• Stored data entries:
- - - -
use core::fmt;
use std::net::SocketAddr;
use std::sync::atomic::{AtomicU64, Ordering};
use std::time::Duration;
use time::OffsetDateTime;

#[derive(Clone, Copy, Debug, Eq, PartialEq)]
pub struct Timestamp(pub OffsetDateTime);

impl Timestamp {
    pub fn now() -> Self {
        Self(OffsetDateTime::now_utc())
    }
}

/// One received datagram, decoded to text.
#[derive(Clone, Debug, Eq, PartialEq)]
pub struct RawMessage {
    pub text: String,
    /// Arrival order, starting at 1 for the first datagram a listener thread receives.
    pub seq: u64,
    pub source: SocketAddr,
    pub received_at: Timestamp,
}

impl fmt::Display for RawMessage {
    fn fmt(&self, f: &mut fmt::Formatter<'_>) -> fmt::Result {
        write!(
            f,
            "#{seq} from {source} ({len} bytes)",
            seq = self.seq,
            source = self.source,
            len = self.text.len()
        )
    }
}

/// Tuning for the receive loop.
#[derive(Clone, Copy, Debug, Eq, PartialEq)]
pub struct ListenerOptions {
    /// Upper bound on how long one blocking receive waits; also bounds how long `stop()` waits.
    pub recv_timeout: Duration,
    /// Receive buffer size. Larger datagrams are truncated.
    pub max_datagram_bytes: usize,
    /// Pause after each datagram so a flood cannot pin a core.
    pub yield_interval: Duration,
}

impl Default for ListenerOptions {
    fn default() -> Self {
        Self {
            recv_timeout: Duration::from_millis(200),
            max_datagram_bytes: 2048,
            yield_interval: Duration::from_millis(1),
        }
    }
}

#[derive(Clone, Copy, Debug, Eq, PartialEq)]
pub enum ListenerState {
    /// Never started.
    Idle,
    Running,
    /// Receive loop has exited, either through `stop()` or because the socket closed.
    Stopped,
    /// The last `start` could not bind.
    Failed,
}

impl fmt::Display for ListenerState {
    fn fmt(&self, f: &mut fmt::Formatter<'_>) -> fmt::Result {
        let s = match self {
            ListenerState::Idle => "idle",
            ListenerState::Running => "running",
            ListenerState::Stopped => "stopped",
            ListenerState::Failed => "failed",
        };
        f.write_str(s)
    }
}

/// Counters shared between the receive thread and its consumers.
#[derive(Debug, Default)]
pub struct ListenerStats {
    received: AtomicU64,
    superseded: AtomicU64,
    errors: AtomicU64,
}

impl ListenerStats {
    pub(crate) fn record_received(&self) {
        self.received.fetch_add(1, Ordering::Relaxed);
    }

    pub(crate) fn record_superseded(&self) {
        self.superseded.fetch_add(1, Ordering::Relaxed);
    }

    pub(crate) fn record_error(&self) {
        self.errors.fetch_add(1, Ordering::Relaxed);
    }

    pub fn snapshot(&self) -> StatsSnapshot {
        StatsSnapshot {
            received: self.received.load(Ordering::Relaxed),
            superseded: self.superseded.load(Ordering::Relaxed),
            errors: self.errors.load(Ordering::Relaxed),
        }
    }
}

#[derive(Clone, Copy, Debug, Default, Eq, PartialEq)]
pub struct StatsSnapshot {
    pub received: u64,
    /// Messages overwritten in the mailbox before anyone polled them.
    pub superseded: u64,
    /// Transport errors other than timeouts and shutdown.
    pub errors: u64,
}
- - - -
• Problem to work on:
Check each line of the data for the word "ListenerStats", then state only how many lines hold it.

• Task answer:
2